:: Listed records ::

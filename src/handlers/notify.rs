//! Notification stage — tells an operator about a message over SMTP.

use async_trait::async_trait;
use lettre::transport::smtp::authentication::Credentials;
use lettre::{Message, SmtpTransport, Transport};
use secrecy::{ExposeSecret, SecretString};
use tracing::info;

use crate::error::HandlerError;
use crate::executor::handler::{HandlerOutcome, StageContext, StageHandler};
use crate::model::{MailMessage, Stage};

// ── Configuration ───────────────────────────────────────────────────

/// SMTP relay settings, built from environment variables.
#[derive(Debug, Clone)]
pub struct SmtpConfig {
    pub host: String,
    pub port: u16,
    pub username: String,
    pub password: SecretString,
    pub from_address: String,
    /// Operator mailbox that receives notifications.
    pub notify_to: String,
}

impl SmtpConfig {
    /// Returns `None` unless `MAILROOM_SMTP_HOST` and `MAILROOM_NOTIFY_TO`
    /// are both set (notifications disabled).
    pub fn from_env() -> Option<Self> {
        let host = std::env::var("MAILROOM_SMTP_HOST").ok()?;
        let notify_to = std::env::var("MAILROOM_NOTIFY_TO").ok()?;

        let port: u16 = std::env::var("MAILROOM_SMTP_PORT")
            .ok()
            .and_then(|s| s.parse().ok())
            .unwrap_or(587);

        let username = std::env::var("MAILROOM_SMTP_USER").unwrap_or_default();
        let password =
            SecretString::from(std::env::var("MAILROOM_SMTP_PASSWORD").unwrap_or_default());
        let from_address =
            std::env::var("MAILROOM_SMTP_FROM").unwrap_or_else(|_| username.clone());

        Some(Self {
            host,
            port,
            username,
            password,
            from_address,
            notify_to,
        })
    }
}

// ── Handler ─────────────────────────────────────────────────────────

/// Sends the operator a plain-text summary of the message.
pub struct NotifyHandler {
    config: SmtpConfig,
}

impl NotifyHandler {
    pub fn new(config: SmtpConfig) -> Self {
        Self { config }
    }
}

#[async_trait]
impl StageHandler for NotifyHandler {
    fn stage(&self) -> Stage {
        Stage::Notify
    }

    fn dependency(&self) -> Option<&str> {
        Some("mail")
    }

    async fn execute(&self, ctx: &StageContext) -> Result<HandlerOutcome, HandlerError> {
        // Address and body problems are permanent; only delivery retries.
        let email = match build_notification(&self.config, &ctx.message) {
            Ok(email) => email,
            Err(e) => {
                return Ok(HandlerOutcome::Fatal {
                    reason: e.to_string(),
                });
            }
        };

        let config = self.config.clone();
        tokio::task::spawn_blocking(move || deliver(&config, &email))
            .await
            .map_err(|e| HandlerError::Smtp(format!("send task panicked: {e}")))?
            .map_err(|e| HandlerError::Smtp(e.to_string()))?;

        info!(
            message_id = %ctx.message.id,
            to = %self.config.notify_to,
            "Notification sent"
        );
        Ok(HandlerOutcome::Success {
            output: serde_json::json!({ "notified": self.config.notify_to }),
        })
    }
}

fn build_notification(config: &SmtpConfig, msg: &MailMessage) -> anyhow::Result<Message> {
    let (subject, body) = notification_body(msg);
    let from = config
        .from_address
        .parse()
        .map_err(|e| anyhow::anyhow!("invalid from address: {e}"))?;
    let to = config
        .notify_to
        .parse()
        .map_err(|e| anyhow::anyhow!("invalid notify address: {e}"))?;
    Ok(Message::builder().from(from).to(to).subject(subject).body(body)?)
}

/// Blocking SMTP delivery, run on the blocking pool.
fn deliver(config: &SmtpConfig, email: &Message) -> anyhow::Result<()> {
    let creds = Credentials::new(
        config.username.clone(),
        config.password.expose_secret().to_string(),
    );

    let transport = SmtpTransport::relay(&config.host)?
        .port(config.port)
        .credentials(creds)
        .build();

    transport.send(email)?;
    Ok(())
}

/// Subject and body of the operator notification.
pub fn notification_body(msg: &MailMessage) -> (String, String) {
    let category = msg.category.as_deref().unwrap_or("unclassified");
    let subject = format!("[mailroom] {category}: {}", msg.subject);

    let mut body = format!(
        "Message {} from {} needs attention.\n\nCategory: {category}\nSubject: {}\n",
        msg.id, msg.sender, msg.subject
    );
    if let Some(confidence) = msg.confidence {
        body.push_str(&format!("Confidence: {confidence:.2}\n"));
    }
    if msg.has_attachments {
        body.push_str(&format!("Attachments: {}\n", msg.attachments.join(", ")));
    }

    (subject, body)
}

#[cfg(test)]
mod tests {
    use chrono::Utc;

    use super::*;
    use crate::model::Direction;

    fn message() -> MailMessage {
        let now = Utc::now();
        MailMessage {
            id: "msg-77@strojirna.cz".to_string(),
            thread_id: "msg-77@strojirna.cz".to_string(),
            in_reply_to: None,
            references: None,
            direction: Direction::Inbound,
            sender: "novak@strojirna.cz".to_string(),
            subject: "Dotaz na termín dodání".to_string(),
            body: "Dobrý den, kdy dorazí objednané díly?".to_string(),
            category: Some("dotaz".to_string()),
            confidence: Some(0.92),
            has_attachments: true,
            attachments: vec!["vykres.pdf".to_string()],
            needs_review: false,
            plan: None,
            received_at: now,
            created_at: now,
            updated_at: now,
        }
    }

    #[test]
    fn notification_subject_carries_category() {
        let (subject, _) = notification_body(&message());
        assert_eq!(subject, "[mailroom] dotaz: Dotaz na termín dodání");
    }

    #[test]
    fn notification_body_lists_details() {
        let (_, body) = notification_body(&message());
        assert!(body.contains("msg-77@strojirna.cz"));
        assert!(body.contains("novak@strojirna.cz"));
        assert!(body.contains("Confidence: 0.92"));
        assert!(body.contains("vykres.pdf"));
    }

    #[test]
    fn unclassified_message_still_renders() {
        let mut msg = message();
        msg.category = None;
        msg.confidence = None;
        let (subject, body) = notification_body(&msg);
        assert!(subject.starts_with("[mailroom] unclassified:"));
        assert!(!body.contains("Confidence"));
    }

    #[test]
    fn bad_notify_address_is_a_build_error() {
        let config = SmtpConfig {
            host: "smtp.strojirna.cz".into(),
            port: 587,
            username: "mailroom".into(),
            password: SecretString::from("hunter2".to_string()),
            from_address: "mailroom@strojirna.cz".into(),
            notify_to: "not an address".into(),
        };
        let err = build_notification(&config, &message()).unwrap_err();
        assert!(err.to_string().contains("invalid notify address"));
    }

    #[test]
    fn valid_addresses_build_a_message() {
        let config = SmtpConfig {
            host: "smtp.strojirna.cz".into(),
            port: 587,
            username: "mailroom".into(),
            password: SecretString::from("hunter2".to_string()),
            from_address: "mailroom@strojirna.cz".into(),
            notify_to: "dispecink@strojirna.cz".into(),
        };
        assert!(build_notification(&config, &message()).is_ok());
    }
}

:::

- [What you are asked to do]:
Lines that include the word "StageContext" are to be extracted from the data above.

- [Worked solution]:
use crate::executor::handler::{HandlerOutcome, StageContext, StageHandler};
    async fn execute(&self, ctx: &StageContext) -> Result<HandlerOutcome, HandlerError> {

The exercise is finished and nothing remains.